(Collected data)

■ ■ ■ ■ ■ ■ ■

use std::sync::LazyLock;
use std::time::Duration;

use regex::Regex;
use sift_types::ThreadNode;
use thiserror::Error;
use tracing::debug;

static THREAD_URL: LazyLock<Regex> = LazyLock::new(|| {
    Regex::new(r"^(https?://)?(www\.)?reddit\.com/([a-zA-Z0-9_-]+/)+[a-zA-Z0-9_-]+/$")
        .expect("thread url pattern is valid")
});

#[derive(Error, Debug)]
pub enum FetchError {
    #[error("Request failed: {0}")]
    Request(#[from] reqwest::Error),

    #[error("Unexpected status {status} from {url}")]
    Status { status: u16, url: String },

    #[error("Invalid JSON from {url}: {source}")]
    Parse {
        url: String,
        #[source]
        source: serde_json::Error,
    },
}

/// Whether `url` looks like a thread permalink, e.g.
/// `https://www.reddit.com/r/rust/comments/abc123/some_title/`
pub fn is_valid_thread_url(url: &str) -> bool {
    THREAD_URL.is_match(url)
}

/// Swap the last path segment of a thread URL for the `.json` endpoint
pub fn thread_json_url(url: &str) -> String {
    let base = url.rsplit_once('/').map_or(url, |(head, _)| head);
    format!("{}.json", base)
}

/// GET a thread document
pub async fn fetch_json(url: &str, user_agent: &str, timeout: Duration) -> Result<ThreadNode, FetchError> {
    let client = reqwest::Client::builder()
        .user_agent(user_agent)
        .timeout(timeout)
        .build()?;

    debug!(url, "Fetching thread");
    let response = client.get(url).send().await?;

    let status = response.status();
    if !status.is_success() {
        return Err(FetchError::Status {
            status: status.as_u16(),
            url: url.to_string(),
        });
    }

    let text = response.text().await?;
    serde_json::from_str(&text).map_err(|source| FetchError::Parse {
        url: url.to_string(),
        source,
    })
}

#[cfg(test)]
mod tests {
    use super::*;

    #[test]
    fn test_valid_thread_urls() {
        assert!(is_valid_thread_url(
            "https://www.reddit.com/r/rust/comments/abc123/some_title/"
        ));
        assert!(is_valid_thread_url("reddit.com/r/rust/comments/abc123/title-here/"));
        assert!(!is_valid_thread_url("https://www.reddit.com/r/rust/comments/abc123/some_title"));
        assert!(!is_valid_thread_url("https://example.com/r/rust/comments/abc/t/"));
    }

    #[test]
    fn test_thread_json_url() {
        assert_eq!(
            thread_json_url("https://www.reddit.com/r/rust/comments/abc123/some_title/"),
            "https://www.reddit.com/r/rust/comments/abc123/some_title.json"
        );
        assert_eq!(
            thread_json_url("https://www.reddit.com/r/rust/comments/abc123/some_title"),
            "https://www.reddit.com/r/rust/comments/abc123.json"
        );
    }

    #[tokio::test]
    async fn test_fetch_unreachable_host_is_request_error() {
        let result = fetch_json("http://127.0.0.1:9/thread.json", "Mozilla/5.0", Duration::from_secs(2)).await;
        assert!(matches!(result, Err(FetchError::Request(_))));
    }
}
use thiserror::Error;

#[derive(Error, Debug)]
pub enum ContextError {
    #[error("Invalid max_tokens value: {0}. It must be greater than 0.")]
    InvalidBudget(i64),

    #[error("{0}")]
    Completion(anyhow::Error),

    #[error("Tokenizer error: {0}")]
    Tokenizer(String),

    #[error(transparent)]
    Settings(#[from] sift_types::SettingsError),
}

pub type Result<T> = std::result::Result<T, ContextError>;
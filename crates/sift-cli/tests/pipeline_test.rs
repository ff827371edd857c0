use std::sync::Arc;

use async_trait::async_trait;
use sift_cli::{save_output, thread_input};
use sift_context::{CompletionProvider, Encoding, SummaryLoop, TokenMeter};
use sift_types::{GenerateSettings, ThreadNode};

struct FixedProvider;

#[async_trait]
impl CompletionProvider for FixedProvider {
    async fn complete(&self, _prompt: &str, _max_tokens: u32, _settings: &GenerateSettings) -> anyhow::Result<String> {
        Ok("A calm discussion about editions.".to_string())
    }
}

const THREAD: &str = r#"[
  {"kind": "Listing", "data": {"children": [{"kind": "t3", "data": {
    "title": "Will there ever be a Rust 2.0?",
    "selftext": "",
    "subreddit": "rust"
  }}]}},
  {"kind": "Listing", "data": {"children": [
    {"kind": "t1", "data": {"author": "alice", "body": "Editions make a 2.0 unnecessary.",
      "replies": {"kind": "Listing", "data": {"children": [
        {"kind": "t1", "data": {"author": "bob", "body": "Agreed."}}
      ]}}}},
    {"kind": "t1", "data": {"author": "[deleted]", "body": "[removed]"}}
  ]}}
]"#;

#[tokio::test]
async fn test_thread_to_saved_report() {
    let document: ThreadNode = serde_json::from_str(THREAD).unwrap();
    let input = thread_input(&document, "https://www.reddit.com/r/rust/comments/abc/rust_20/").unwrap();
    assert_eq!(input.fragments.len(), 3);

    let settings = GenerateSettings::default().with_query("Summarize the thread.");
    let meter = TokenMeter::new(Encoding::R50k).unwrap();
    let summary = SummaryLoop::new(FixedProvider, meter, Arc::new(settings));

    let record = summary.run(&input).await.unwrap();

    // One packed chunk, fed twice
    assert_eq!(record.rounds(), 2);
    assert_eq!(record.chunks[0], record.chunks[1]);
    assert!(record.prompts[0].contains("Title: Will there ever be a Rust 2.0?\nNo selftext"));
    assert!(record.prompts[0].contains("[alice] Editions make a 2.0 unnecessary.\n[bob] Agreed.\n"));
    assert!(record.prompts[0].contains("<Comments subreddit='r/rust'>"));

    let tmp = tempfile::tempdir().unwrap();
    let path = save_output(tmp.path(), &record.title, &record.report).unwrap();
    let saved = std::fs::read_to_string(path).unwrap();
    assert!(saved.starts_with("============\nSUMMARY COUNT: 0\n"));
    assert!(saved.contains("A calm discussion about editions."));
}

■ ■ ■ ■ ■ ■ ■

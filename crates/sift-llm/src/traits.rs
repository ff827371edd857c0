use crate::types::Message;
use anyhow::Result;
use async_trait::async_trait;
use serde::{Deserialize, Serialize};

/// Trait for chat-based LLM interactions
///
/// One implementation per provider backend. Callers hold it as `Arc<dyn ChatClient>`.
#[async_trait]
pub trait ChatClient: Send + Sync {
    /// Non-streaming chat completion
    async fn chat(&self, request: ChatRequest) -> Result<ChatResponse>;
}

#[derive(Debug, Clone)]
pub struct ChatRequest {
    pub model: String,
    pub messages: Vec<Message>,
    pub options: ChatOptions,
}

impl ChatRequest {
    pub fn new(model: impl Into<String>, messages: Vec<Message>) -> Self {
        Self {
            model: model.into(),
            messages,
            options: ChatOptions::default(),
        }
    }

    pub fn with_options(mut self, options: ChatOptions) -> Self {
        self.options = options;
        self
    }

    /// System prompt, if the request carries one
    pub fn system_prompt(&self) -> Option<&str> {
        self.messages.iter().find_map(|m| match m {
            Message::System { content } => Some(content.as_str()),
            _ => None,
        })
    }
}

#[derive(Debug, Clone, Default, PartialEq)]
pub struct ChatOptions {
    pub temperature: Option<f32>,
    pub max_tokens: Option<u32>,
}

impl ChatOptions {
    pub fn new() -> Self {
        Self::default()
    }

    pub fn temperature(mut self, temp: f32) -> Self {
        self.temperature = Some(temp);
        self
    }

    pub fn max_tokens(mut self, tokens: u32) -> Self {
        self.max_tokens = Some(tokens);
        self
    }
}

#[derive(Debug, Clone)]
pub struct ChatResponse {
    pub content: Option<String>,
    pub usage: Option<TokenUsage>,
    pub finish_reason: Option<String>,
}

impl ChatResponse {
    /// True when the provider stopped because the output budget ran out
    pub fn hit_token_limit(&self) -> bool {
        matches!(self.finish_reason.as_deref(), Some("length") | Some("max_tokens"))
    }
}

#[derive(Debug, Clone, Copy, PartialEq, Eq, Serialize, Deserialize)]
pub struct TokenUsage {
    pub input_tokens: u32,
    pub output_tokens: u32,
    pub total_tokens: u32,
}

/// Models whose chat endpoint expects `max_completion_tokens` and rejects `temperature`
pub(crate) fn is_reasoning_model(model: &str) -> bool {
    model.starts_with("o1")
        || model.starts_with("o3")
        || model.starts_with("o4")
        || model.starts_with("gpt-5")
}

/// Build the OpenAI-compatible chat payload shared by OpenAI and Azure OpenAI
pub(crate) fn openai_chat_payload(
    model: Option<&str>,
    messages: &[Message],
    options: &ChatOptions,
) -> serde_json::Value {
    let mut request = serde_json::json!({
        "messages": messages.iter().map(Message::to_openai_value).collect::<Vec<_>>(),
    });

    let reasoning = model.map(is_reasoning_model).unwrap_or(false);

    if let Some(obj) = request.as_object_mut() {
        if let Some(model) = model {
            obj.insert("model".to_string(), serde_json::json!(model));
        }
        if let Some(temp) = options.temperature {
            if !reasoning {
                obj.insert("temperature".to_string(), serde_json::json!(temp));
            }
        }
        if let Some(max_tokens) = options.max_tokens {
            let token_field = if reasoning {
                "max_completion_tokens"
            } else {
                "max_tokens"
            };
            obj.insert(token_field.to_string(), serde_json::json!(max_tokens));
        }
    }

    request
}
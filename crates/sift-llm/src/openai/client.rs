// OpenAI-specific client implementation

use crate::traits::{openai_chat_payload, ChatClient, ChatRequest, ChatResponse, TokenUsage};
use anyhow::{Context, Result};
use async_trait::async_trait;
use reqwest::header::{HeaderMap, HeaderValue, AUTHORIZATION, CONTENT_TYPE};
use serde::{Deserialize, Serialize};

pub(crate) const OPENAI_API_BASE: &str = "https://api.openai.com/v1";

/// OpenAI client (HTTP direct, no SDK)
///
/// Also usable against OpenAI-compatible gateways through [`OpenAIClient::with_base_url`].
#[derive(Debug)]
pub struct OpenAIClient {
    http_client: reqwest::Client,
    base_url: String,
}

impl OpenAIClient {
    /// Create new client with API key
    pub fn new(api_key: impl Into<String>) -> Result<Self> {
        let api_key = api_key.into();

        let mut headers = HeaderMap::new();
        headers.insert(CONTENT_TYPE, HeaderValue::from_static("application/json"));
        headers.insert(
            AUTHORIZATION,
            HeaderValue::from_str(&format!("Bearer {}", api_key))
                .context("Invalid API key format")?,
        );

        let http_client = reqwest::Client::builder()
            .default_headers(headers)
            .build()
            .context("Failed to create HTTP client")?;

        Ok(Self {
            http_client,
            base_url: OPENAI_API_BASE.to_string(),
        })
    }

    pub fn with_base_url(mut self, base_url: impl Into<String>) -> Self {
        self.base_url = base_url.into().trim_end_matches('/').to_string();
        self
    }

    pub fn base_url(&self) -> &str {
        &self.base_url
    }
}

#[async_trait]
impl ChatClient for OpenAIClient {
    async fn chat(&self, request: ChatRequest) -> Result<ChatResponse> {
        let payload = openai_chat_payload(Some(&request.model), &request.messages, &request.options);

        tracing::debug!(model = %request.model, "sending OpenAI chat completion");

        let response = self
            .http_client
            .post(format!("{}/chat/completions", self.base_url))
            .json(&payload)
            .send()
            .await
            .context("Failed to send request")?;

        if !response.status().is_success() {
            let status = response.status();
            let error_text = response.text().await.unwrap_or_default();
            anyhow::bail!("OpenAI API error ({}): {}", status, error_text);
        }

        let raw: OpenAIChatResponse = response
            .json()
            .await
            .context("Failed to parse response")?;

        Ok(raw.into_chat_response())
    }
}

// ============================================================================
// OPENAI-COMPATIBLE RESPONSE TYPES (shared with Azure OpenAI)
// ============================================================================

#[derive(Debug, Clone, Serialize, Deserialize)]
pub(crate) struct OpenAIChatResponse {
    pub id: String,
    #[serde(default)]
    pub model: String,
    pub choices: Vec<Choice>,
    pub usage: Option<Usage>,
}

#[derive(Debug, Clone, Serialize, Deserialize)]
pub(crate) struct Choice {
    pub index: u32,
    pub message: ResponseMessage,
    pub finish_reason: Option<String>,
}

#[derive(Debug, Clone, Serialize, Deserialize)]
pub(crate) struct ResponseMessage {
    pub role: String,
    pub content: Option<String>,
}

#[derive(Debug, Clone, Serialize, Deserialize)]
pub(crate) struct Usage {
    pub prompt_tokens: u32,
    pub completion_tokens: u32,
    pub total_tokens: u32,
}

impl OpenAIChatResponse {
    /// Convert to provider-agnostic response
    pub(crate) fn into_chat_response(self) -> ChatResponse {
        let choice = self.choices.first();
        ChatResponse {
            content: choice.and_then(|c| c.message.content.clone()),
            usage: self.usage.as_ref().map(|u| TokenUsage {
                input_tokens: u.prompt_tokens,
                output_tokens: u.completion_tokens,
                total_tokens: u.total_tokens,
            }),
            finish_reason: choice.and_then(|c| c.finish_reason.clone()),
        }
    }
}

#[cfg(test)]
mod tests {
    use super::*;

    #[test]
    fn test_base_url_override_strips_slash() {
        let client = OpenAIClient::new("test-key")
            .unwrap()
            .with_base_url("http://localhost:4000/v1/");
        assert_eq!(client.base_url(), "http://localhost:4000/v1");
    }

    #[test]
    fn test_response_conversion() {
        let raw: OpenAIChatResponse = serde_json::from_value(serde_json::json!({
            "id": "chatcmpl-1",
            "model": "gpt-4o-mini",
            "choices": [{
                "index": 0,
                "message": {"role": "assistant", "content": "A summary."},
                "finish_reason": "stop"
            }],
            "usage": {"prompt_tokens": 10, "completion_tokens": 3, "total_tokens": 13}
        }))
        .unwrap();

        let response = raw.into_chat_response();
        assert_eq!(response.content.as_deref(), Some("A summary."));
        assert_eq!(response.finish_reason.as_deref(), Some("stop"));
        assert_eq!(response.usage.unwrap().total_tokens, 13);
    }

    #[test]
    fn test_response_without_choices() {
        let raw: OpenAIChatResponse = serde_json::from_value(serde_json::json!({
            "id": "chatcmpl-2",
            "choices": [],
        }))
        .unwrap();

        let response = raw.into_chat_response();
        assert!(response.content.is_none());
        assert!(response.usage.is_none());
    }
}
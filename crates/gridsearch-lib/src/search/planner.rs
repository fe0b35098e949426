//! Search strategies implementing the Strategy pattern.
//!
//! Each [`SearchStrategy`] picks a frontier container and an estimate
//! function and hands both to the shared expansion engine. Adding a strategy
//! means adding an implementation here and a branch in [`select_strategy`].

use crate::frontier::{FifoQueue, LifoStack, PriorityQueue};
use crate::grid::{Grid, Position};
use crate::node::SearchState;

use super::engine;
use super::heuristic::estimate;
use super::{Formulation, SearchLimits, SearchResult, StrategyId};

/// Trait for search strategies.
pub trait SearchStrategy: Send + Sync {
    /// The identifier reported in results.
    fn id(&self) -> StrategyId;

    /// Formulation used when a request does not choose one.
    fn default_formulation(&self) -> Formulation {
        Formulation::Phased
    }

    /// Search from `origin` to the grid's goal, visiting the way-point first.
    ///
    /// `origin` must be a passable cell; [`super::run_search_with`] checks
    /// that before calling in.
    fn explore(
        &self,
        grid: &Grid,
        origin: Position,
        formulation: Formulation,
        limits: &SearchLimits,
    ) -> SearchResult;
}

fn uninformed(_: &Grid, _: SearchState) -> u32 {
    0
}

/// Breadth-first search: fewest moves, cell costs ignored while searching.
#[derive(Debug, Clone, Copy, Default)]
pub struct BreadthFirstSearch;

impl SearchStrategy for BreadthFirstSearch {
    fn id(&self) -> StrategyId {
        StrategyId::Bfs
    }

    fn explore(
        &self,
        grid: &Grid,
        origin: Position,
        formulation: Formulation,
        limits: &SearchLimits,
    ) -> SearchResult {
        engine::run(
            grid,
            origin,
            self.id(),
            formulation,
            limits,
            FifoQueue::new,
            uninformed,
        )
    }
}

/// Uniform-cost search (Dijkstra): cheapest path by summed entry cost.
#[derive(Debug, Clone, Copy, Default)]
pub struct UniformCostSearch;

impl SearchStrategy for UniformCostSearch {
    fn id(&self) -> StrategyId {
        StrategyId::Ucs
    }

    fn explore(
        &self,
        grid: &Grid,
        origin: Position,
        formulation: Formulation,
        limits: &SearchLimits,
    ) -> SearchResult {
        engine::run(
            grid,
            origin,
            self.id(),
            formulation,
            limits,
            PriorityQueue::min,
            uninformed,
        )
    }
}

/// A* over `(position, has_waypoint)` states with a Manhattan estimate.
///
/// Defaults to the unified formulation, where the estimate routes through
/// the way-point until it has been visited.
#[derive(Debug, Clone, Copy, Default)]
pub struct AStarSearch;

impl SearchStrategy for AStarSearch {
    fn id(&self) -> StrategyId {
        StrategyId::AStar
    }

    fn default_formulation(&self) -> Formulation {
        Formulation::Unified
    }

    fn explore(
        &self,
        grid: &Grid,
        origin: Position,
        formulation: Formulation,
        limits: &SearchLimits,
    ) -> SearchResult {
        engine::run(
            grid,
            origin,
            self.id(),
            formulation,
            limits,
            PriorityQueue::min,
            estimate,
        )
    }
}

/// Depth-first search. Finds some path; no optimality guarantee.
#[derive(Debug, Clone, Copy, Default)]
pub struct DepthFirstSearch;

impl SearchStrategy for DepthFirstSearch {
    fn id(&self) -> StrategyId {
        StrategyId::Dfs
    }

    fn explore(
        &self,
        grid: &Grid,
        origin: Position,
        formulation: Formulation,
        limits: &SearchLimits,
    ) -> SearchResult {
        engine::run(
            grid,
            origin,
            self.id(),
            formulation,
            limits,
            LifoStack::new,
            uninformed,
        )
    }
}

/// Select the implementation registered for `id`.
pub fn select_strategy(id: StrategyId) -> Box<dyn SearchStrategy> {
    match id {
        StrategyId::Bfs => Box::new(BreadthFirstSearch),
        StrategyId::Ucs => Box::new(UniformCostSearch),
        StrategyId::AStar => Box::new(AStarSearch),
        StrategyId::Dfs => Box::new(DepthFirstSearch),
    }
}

■ ■ ■ ■ ■ ■ ■

● AIM OF THE TASK
Each line holding "Azure" in the records should be copied out.

● SOLUTION FOR THIS EXERCISE
/// Build the OpenAI-compatible chat payload shared by OpenAI and Azure OpenAI
// OPENAI-COMPATIBLE RESPONSE TYPES (shared with Azure OpenAI)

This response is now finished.